I believed in God and I feared Him and His judgment, because I knew I was not righteous. I didn’t really have a defined concept of sin because I wasn’t skilled in it, but even so, I knew any goodness within me was insufficient for God’s standard. So I reasoned, He’s coming from the east, perhaps I will have a moment to repent before He arrives. Moreover, the thought of being disowned by Jesus was a weighty burden; how could I acknowledge Him. I was just a small child, but the need to publicly side with Jesus was something I understood; nothing seemed so bad as being disowned by Jesus before all of heaven.
I still believed in God and Jesus. I knew the Bible stories that illustrated God’s mercy to those who obeyed Him and wrath to those who rebelled against Him. I heard and believed songs like, “Jesus loves me this I know, for the Bible tells me so. Little ones to Him belong, they are weak, but He is strong.” Years later, I made the commitment to be baptized, repented, and confessed Him as Lord and Savior. That was a joyous day, but in time I concluded that the burden of living a sinless life seemed impossible. About this time, I remember asking the preacher, “What is the Holy Spirit?” He replied in passing, “He is a part of the Trinity Godhead.” I knew that and it meant very little to me. It was like replying to a query about the President of the United States, “He is a man.”
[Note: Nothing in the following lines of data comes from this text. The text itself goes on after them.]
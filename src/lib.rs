//! # Tactus - tick-accurate soundcard scheduling
//!
//! Umbrella crate over the engine that sits between a musical sequencer
//! clock and a hardware audio callback:
//!
//! - **tactus-core** - timing tables, buffer ring, tick state machine,
//!   callback handshake, and the `Soundcard` contract
//!
//! ## Quick Start
//!
//! ```
//! use tactus::prelude::*;
//!
//! let engine = SoundcardEngine::new(Presets::default(), Capability::Playback)?;
//! engine.set_loop(16, 32, true)?;
//! engine.start()?;
//!
//! // the backend drives the transport once per hardware period
//! engine.tic();
//! # Ok::<(), tactus::Error>(())
//! ```
//!
//! ## Feature Flags
//!
//! - `default` - cpal reference output backend
//! - `cpal` - the reference output backend

/// Re-export of tactus-core for direct access
pub use tactus_core as core;

pub use tactus_core::{
    // Lock-free primitives
    AtomicCounter,
    AtomicDouble,
    AtomicFlag,

    // Buffer ring
    BufferRing,
    // Contract
    Capability,
    // Callback handshake
    CallbackSync,

    // Error
    Error,
    OffsetObserver,
    // Transport
    PlaybackCursor,
    // Configuration
    Presets,

    Result,
    SampleFormat,
    SessionPhase,
    SlotGuard,
    SlotHandle,
    Soundcard,
    SoundcardEngine,
    SubBlockGuard,
    TicOutcome,
    TicStateMachine,

    // Timing tables
    TimingSchedule,
    DEFAULT_BPM,
    DEFAULT_DELAY_FACTOR,
    DEFAULT_PERIOD,
    DEFAULT_SUB_BLOCK_COUNT,
    NOTE_256TH_TABLE_COUNT,
    RING_SLOT_COUNT,
};

#[cfg(feature = "cpal")]
pub use tactus_core::CpalBackend;

/// Convenience prelude for common imports
pub mod prelude {
    pub use crate::{
        Capability, Presets, SampleFormat, SlotHandle, Soundcard, SoundcardEngine, TicOutcome,
    };

    #[cfg(feature = "cpal")]
    pub use crate::CpalBackend;
}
Scripture describes two encounters with people who were believers, but had not heard about the Holy Spirit, and in both cases they received the Holy Spirit through prayer. (Acts 8: 16-17; Acts 19: 2-6). Some years later, after becoming far more skilled in sin and no more acquainted with the Holy Spirit, He showed up. My brother began to share with me what he had discovered, “Christ in us, the hope of glory.” The Holy Spirit is a gift granted by God to every believer for the purpose of enabling God’s power, love, and presence to be effected in us. (Acts 1: 8; Acts 2: 38; John 14: 26). This was the message, answer, and person I had unknowingly been searching for, the One who could do something with me. With seriousness and sincerity, I asked and received the gift of Holy Spirit, his presence was demonstrated within me and a transformation began that united my faith and action. My concerns as a small child became in me a longing and desire for Yeshua’s triumphant return with the assurance that one day Jesus would acknowledge me before the Angels of God.
If you are a believer and have little or no knowledge of the Holy Spirit or live a powerless works-based faith, ask God to reveal and introduce the Holy Spirit into your heart. Surrender your head knowledge for a personal Spiritual relationship and give Him place in your heart; say, “Yes, Lord, have your way in me.” Then, read the Bible as it was written – to you and for you. Join the ongoing spiritual conversation that Father God desires with you through Holy Spirit language and experience transformation by His Spirit.
2 thoughts on “Faith and Power”
We should all pray “Yes, Lord, have your way in me” more! Amen.
Yes, we will see in Heaven clearly and know how deep was His love for us; how great His mercy; how faithful His attention to our needs, and how sovereign His will in all that concerns His beloved Bride of Messiah. Thanks for your comment.